WHAT YOU HAVE TO DO:
Every entry below is to be copied exactly as written.

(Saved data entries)
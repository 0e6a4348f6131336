//! File system utils.

use std::path::{Path, PathBuf};

use anyhow::Context;

pub struct FsHandler;

impl FsHandler {
    /// Remove a directory tree. Succeeds when nothing exists at `path`.
    pub async fn remove_dir_if_exists(path: &Path) -> anyhow::Result<()> {
        match tokio::fs::remove_dir_all(path).await {
            Ok(()) => {
                tracing::debug!("Removed directory: {}", path.display());
                Ok(())
            }
            Err(e) if e.kind() == std::io::ErrorKind::NotFound => Ok(()),
            Err(e) => {
                Err(e).with_context(|| format!("Failed to remove directory {}", path.display()))
            }
        }
    }

    /// Recursively copy `src` into `dst`, creating `dst` if needed.
    ///
    /// Returns the number of files copied.
    pub async fn copy_dir_all(src: &Path, dst: &Path) -> anyhow::Result<usize> {
        let mut pending = vec![(src.to_path_buf(), dst.to_path_buf())];
        let mut copied = 0;

        while let Some((from, to)) = pending.pop() {
            tokio::fs::create_dir_all(&to)
                .await
                .with_context(|| format!("Failed to create directory {}", to.display()))?;

            let mut entries = tokio::fs::read_dir(&from)
                .await
                .with_context(|| format!("Failed to read directory {}", from.display()))?;

            while let Some(entry) = entries.next_entry().await? {
                let file_type = entry.file_type().await?;
                let target = to.join(entry.file_name());

                if file_type.is_dir() {
                    pending.push((entry.path(), target));
                } else {
                    tokio::fs::copy(entry.path(), &target).await.with_context(|| {
                        format!(
                            "Failed to copy {} to {}",
                            entry.path().display(),
                            target.display()
                        )
                    })?;
                    copied += 1;
                }
            }
        }

        tracing::debug!(
            src = %src.display(),
            dst = %dst.display(),
            files = copied,
            "Directory copied"
        );

        Ok(copied)
    }

    /// List every file below `root`, as paths relative to `root`, sorted.
    pub async fn list_files(root: &Path) -> anyhow::Result<Vec<PathBuf>> {
        Ok(Self::walk(root).await?.files)
    }

    /// Walk the tree below `root`. Empty directories are listed too.
    pub async fn walk(root: &Path) -> anyhow::Result<DirListing> {
        let mut pending = vec![PathBuf::new()];
        let mut listing = DirListing::default();

        while let Some(relative) = pending.pop() {
            let dir = root.join(&relative);
            let mut entries = tokio::fs::read_dir(&dir)
                .await
                .with_context(|| format!("Failed to read directory {}", dir.display()))?;

            while let Some(entry) = entries.next_entry().await? {
                let path = relative.join(entry.file_name());
                if entry.file_type().await?.is_dir() {
                    listing.dirs.push(path.clone());
                    pending.push(path);
                } else {
                    listing.files.push(path);
                }
            }
        }

        listing.dirs.sort();
        listing.files.sort();
        Ok(listing)
    }
}

/// Contents of a directory tree, relative to its root and sorted.
#[derive(Debug, Clone, Default, PartialEq, Eq)]
pub struct DirListing {
    pub dirs: Vec<PathBuf>,
    pub files: Vec<PathBuf>,
}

RESPONSE AREA:
repository 0e6a4348f6131336
//! File system utils.

use std::path::{Path, PathBuf};

use anyhow::Context;

pub struct FsHandler;

impl FsHandler {
    /// Remove a directory tree. Succeeds when nothing exists at `path`.
    pub async fn remove_dir_if_exists(path: &Path) -> anyhow::Result<()> {
        match tokio::fs::remove_dir_all(path).await {
            Ok(()) => {
                tracing::debug!("Removed directory: {}", path.display());
                Ok(())
            }
            Err(e) if e.kind() == std::io::ErrorKind::NotFound => Ok(()),
            Err(e) => {
                Err(e).with_context(|| format!("Failed to remove directory {}", path.display()))
            }
        }
    }

    /// Recursively copy `src` into `dst`, creating `dst` if needed.
    ///
    /// Returns the number of files copied.
    pub async fn copy_dir_all(src: &Path, dst: &Path) -> anyhow::Result<usize> {
        let mut pending = vec![(src.to_path_buf(), dst.to_path_buf())];
        let mut copied = 0;

        while let Some((from, to)) = pending.pop() {
            tokio::fs::create_dir_all(&to)
                .await
                .with_context(|| format!("Failed to create directory {}", to.display()))?;

            let mut entries = tokio::fs::read_dir(&from)
                .await
                .with_context(|| format!("Failed to read directory {}", from.display()))?;

            while let Some(entry) = entries.next_entry().await? {
                let file_type = entry.file_type().await?;
                let target = to.join(entry.file_name());

                if file_type.is_dir() {
                    pending.push((entry.path(), target));
                } else {
                    tokio::fs::copy(entry.path(), &target).await.with_context(|| {
                        format!(
                            "Failed to copy {} to {}",
                            entry.path().display(),
                            target.display()
                        )
                    })?;
                    copied += 1;
                }
            }
        }

        tracing::debug!(
            src = %src.display(),
            dst = %dst.display(),
            files = copied,
            "Directory copied"
        );

        Ok(copied)
    }

    /// List every file below `root`, as paths relative to `root`, sorted.
    pub async fn list_files(root: &Path) -> anyhow::Result<Vec<PathBuf>> {
        Ok(Self::walk(root).await?.files)
    }

    /// Walk the tree below `root`. Empty directories are listed too.
    pub async fn walk(root: &Path) -> anyhow::Result<DirListing> {
        let mut pending = vec![PathBuf::new()];
        let mut listing = DirListing::default();

        while let Some(relative) = pending.pop() {
            let dir = root.join(&relative);
            let mut entries = tokio::fs::read_dir(&dir)
                .await
                .with_context(|| format!("Failed to read directory {}", dir.display()))?;

            while let Some(entry) = entries.next_entry().await? {
                let path = relative.join(entry.file_name());
                if entry.file_type().await?.is_dir() {
                    listing.dirs.push(path.clone());
                    pending.push(path);
                } else {
                    listing.files.push(path);
                }
            }
        }

        listing.dirs.sort();
        listing.files.sort();
        Ok(listing)
    }
}

/// Contents of a directory tree, relative to its root and sorted.
#[derive(Debug, Clone, Default, PartialEq, Eq)]
pub struct DirListing {
    pub dirs: Vec<PathBuf>,
    pub files: Vec<PathBuf>,
}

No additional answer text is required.